Wednesday, September 14, 2016

Review: Ulysses

ULYSSES, by James Joyce, written in 1904, but not published in the United States until 1934, after having the ban lifted by Judge John M. Woosley. My copy was published by Modern Library in 1992.

This book is a day in Dublin, following the characters of Steven Dedalus, Mr. Leonard Bloom and a host of characters that intersect with these two characters. It is a book that is humorous, sacrilegious, racist, perverse and full of characters discussing in pubs, sex, pregnancy, religion, Hamlet and if the ghost is actually Shakespeare's grandfather, politics, death, and just thoughts about everything.

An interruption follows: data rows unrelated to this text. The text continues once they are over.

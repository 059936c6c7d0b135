use readaloud_core::{SpeechEventSender, SpeechPortError, SpeechSynthesisPort, UtteranceRequest};

/// Engine for hosts without any speech synthesis.
#[derive(Debug, Clone, Copy, Default)]
pub struct UnsupportedEngine;

impl SpeechSynthesisPort for UnsupportedEngine {
    fn is_supported(&self) -> bool {
        false
    }

    fn speak(
        &self,
        _request: &UtteranceRequest,
        _events: SpeechEventSender,
    ) -> Result<(), SpeechPortError> {
        Err(SpeechPortError::Unsupported)
    }

    fn cancel(&self) {}

    fn name(&self) -> &'static str {
        "none"
    }
}
//! Process-level tests for `CommandSpeechEngine`.
//!
//! Real speech programs are not assumed to be installed. Instead the engine
//! is pointed at coreutils binaries posing as `say` (which receives
//! `-- <text>`): `true` finishes at once, `false` fails, and `sleep` keeps
//! running until cancelled.

#![cfg(unix)]

use std::path::PathBuf;
use std::sync::Arc;
use std::time::Duration;

use readaloud_core::{
    PlaybackState, ReadAloudProps, RequestId, SpeechEvent, SpeechEventKind, SpeechFailure,
    SpeechSynthesisPort, UtteranceRequest,
};
use readaloud_speech::{CommandSpeechEngine, EngineError, ReadAloudController, SpeechProgram};
use tokio::sync::mpsc;
use tokio::time::timeout;

const WAIT: Duration = Duration::from_secs(10);

fn coreutil(name: &str) -> PathBuf {
    which::which(name).unwrap_or_else(|_| panic!("{name} not found on PATH"))
}

fn engine_for(binary: &str) -> CommandSpeechEngine {
    CommandSpeechEngine::new(SpeechProgram::Say, coreutil(binary)).unwrap()
}

async fn recv(rx: &mut mpsc::UnboundedReceiver<SpeechEvent>) -> SpeechEvent {
    timeout(WAIT, rx.recv())
        .await
        .expect("timed out waiting for speech event")
        .expect("event channel closed")
}

#[test]
fn engine_requires_a_runtime() {
    let result = CommandSpeechEngine::new(SpeechProgram::Say, coreutil("true"));
    assert!(matches!(result, Err(EngineError::NoRuntime)));
}

#[tokio::test]
async fn successful_exit_reports_started_then_ended() {
    let engine = engine_for("true");
    let (tx, mut rx) = mpsc::unbounded_channel();
    let request = UtteranceRequest::new(RequestId::FIRST, "Hello", "en-US");

    engine.speak(&request, tx).unwrap();

    assert_eq!(recv(&mut rx).await, SpeechEvent::started(RequestId::FIRST));
    assert_eq!(recv(&mut rx).await, SpeechEvent::ended(RequestId::FIRST));
    assert_eq!(engine.active_request(), None);
}

#[tokio::test]
async fn failing_exit_reports_synthesis_error() {
    let engine = engine_for("false");
    let (tx, mut rx) = mpsc::unbounded_channel();
    let request = UtteranceRequest::new(RequestId::FIRST, "Hello", "en-US");

    engine.speak(&request, tx).unwrap();

    assert_eq!(recv(&mut rx).await, SpeechEvent::started(RequestId::FIRST));
    let event = recv(&mut rx).await;
    let SpeechEventKind::Errored(SpeechFailure::Synthesis(_)) = event.kind else {
        panic!("unexpected event: {event:?}");
    };
}

#[tokio::test]
async fn cancel_interrupts_running_process() {
    let engine = engine_for("sleep");
    let (tx, mut rx) = mpsc::unbounded_channel();
    let request = UtteranceRequest::new(RequestId::FIRST, "30", "en-US");

    engine.speak(&request, tx).unwrap();
    assert_eq!(recv(&mut rx).await, SpeechEvent::started(RequestId::FIRST));
    assert_eq!(engine.active_request(), Some(RequestId::FIRST));

    engine.cancel();

    assert_eq!(
        recv(&mut rx).await,
        SpeechEvent::interrupted(RequestId::FIRST)
    );
    assert_eq!(engine.active_request(), None);
}

#[tokio::test]
async fn new_request_interrupts_previous_one() {
    let engine = engine_for("sleep");
    let (tx, mut rx) = mpsc::unbounded_channel();
    let first = UtteranceRequest::new(RequestId::new(1), "30", "en-US");
    let second = UtteranceRequest::new(RequestId::new(2), "30", "en-US");

    engine.speak(&first, tx.clone()).unwrap();
    engine.speak(&second, tx).unwrap();

    let mut seen = Vec::new();
    for _ in 0..3 {
        seen.push(recv(&mut rx).await);
    }
    assert!(seen.contains(&SpeechEvent::started(RequestId::new(1))));
    assert!(seen.contains(&SpeechEvent::started(RequestId::new(2))));
    assert!(seen.contains(&SpeechEvent::interrupted(RequestId::new(1))));
    assert_eq!(engine.active_request(), Some(RequestId::new(2)));

    engine.cancel();
    assert_eq!(
        recv(&mut rx).await,
        SpeechEvent::interrupted(RequestId::new(2))
    );
}

#[tokio::test]
async fn missing_binary_is_a_spawn_error() {
    let engine = CommandSpeechEngine::new(
        SpeechProgram::Say,
        PathBuf::from("/nonexistent/readaloud-say"),
    )
    .unwrap();
    let (tx, _rx) = mpsc::unbounded_channel();
    let request = UtteranceRequest::new(RequestId::FIRST, "Hello", "en-US");

    let err = engine.speak(&request, tx).unwrap_err();
    assert!(err.to_string().starts_with("Failed to start speech engine: say"));
}

#[tokio::test]
async fn controller_reaches_idle_after_process_finishes() {
    let engine: Arc<dyn SpeechSynthesisPort> = Arc::new(engine_for("true"));
    let mut controller = ReadAloudController::new(engine, ReadAloudProps::new("**Done**"));

    let id = controller.start().unwrap();
    assert_eq!(controller.state(), PlaybackState::Speaking { request: id });

    let state = timeout(WAIT, async {
        loop {
            let state = controller.next_event().await;
            if !state.is_speaking() {
                break state;
            }
        }
    })
    .await
    .expect("controller never returned to idle");

    assert_eq!(state, PlaybackState::Idle);
}

#[tokio::test]
async fn controller_stop_kills_process() {
    let engine = Arc::new(engine_for("sleep"));
    let mut controller = ReadAloudController::new(engine.clone(), ReadAloudProps::new("30"));

    let id = controller.start().unwrap();
    assert_eq!(engine.active_request(), Some(id));

    controller.stop();
    assert_eq!(controller.state(), PlaybackState::Idle);
    assert_eq!(engine.active_request(), None);
}

#[tokio::test(flavor = "multi_thread", worker_threads = 2)]
async fn cancel_command_runs_on_multi_thread_runtime() {
    // `true --cancel` stands in for `spd-say --cancel`.
    let engine = CommandSpeechEngine::new(SpeechProgram::SpdSay, coreutil("true")).unwrap();
    let (tx, mut rx) = mpsc::unbounded_channel();
    let request = UtteranceRequest::new(RequestId::FIRST, "Hello", "en-US");

    engine.speak(&request, tx).unwrap();
    assert_eq!(recv(&mut rx).await, SpeechEvent::started(RequestId::FIRST));

    engine.cancel();
    assert_eq!(engine.active_request(), None);
}

#[tokio::test]
async fn cancel_command_runs_on_current_thread_runtime() {
    let engine = CommandSpeechEngine::new(SpeechProgram::SpdSay, coreutil("true")).unwrap();
    engine.cancel();
    assert_eq!(engine.active_request(), None);
}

The writing can best be described as different, we go from conversational prose to poetry to song to written with newspaper headings describing what will come next to writing in play form, to the style of question asking who, what where and when and then back to narrative, we have run on sentences, connectedwords that make up the entirety of this book.

A friend of mine said if you don't have time to read it than just read the first and last paragraph in each section, my thought is but first you have to determine the sections. I would also be miss the tingting tingly feeling when you realize that if someone criticizes you for runonsentences, say a teacher, you can calmly point to James Joyce and ask them what they think about his work. Genius maybe, nerve racking definitely.